## SUPPLIED ENTRIES
[Start of Attachment]
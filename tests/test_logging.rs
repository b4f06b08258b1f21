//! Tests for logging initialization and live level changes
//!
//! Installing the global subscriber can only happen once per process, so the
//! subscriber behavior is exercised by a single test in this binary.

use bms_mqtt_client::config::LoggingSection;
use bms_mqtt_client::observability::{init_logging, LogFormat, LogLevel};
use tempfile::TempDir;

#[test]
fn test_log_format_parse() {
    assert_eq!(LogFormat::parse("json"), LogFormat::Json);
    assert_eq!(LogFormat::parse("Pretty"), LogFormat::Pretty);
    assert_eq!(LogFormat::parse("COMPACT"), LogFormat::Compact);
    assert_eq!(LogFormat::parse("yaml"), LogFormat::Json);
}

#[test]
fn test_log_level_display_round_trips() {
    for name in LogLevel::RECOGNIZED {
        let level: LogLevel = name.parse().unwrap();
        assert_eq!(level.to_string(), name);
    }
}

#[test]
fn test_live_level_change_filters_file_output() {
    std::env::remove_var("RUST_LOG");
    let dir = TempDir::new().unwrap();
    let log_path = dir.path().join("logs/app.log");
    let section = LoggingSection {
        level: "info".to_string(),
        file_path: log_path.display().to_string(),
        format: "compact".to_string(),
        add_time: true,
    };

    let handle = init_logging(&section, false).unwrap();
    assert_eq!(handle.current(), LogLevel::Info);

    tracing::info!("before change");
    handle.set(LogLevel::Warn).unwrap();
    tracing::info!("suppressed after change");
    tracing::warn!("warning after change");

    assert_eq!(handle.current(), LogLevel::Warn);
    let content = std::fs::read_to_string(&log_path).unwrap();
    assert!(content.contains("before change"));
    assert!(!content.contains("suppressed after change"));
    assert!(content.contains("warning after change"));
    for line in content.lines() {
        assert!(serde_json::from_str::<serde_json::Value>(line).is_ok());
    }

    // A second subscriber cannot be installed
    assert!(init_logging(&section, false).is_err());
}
[End of Attachment]
[Start of Attachment]
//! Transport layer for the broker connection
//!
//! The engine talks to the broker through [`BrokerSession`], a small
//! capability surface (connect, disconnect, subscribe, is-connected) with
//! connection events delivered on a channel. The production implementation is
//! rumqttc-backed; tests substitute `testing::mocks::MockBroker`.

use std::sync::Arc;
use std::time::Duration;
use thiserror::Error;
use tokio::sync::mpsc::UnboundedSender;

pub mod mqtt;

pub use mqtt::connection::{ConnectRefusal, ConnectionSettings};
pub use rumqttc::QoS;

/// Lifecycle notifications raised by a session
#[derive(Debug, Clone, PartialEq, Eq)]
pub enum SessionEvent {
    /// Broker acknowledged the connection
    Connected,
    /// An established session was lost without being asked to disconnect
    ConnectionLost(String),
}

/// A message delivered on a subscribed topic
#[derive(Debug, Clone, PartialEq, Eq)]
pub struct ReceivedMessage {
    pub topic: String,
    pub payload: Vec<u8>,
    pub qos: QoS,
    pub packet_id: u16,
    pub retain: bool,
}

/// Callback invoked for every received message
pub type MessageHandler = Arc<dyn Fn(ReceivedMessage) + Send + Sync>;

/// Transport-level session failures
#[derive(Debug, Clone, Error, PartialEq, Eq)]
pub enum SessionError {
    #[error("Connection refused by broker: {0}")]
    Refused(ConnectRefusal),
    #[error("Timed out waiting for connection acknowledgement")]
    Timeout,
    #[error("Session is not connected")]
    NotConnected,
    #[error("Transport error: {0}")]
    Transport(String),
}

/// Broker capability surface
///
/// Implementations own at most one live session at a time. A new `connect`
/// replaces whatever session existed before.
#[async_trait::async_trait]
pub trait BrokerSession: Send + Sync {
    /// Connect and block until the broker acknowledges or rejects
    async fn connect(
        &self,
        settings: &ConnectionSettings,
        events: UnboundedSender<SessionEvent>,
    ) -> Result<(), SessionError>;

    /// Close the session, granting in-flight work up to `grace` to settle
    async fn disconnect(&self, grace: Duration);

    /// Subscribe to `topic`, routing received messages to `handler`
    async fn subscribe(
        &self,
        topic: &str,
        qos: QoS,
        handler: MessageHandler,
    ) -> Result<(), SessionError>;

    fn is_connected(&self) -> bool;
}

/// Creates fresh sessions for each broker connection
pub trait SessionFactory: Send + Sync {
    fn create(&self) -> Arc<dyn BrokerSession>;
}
[End of Attachment]
## YOUR OBJECTIVE
In the listing, return each line containing the string "SessionEvent".

## ANSWER SPACE
pub enum SessionEvent {
        events: UnboundedSender<SessionEvent>,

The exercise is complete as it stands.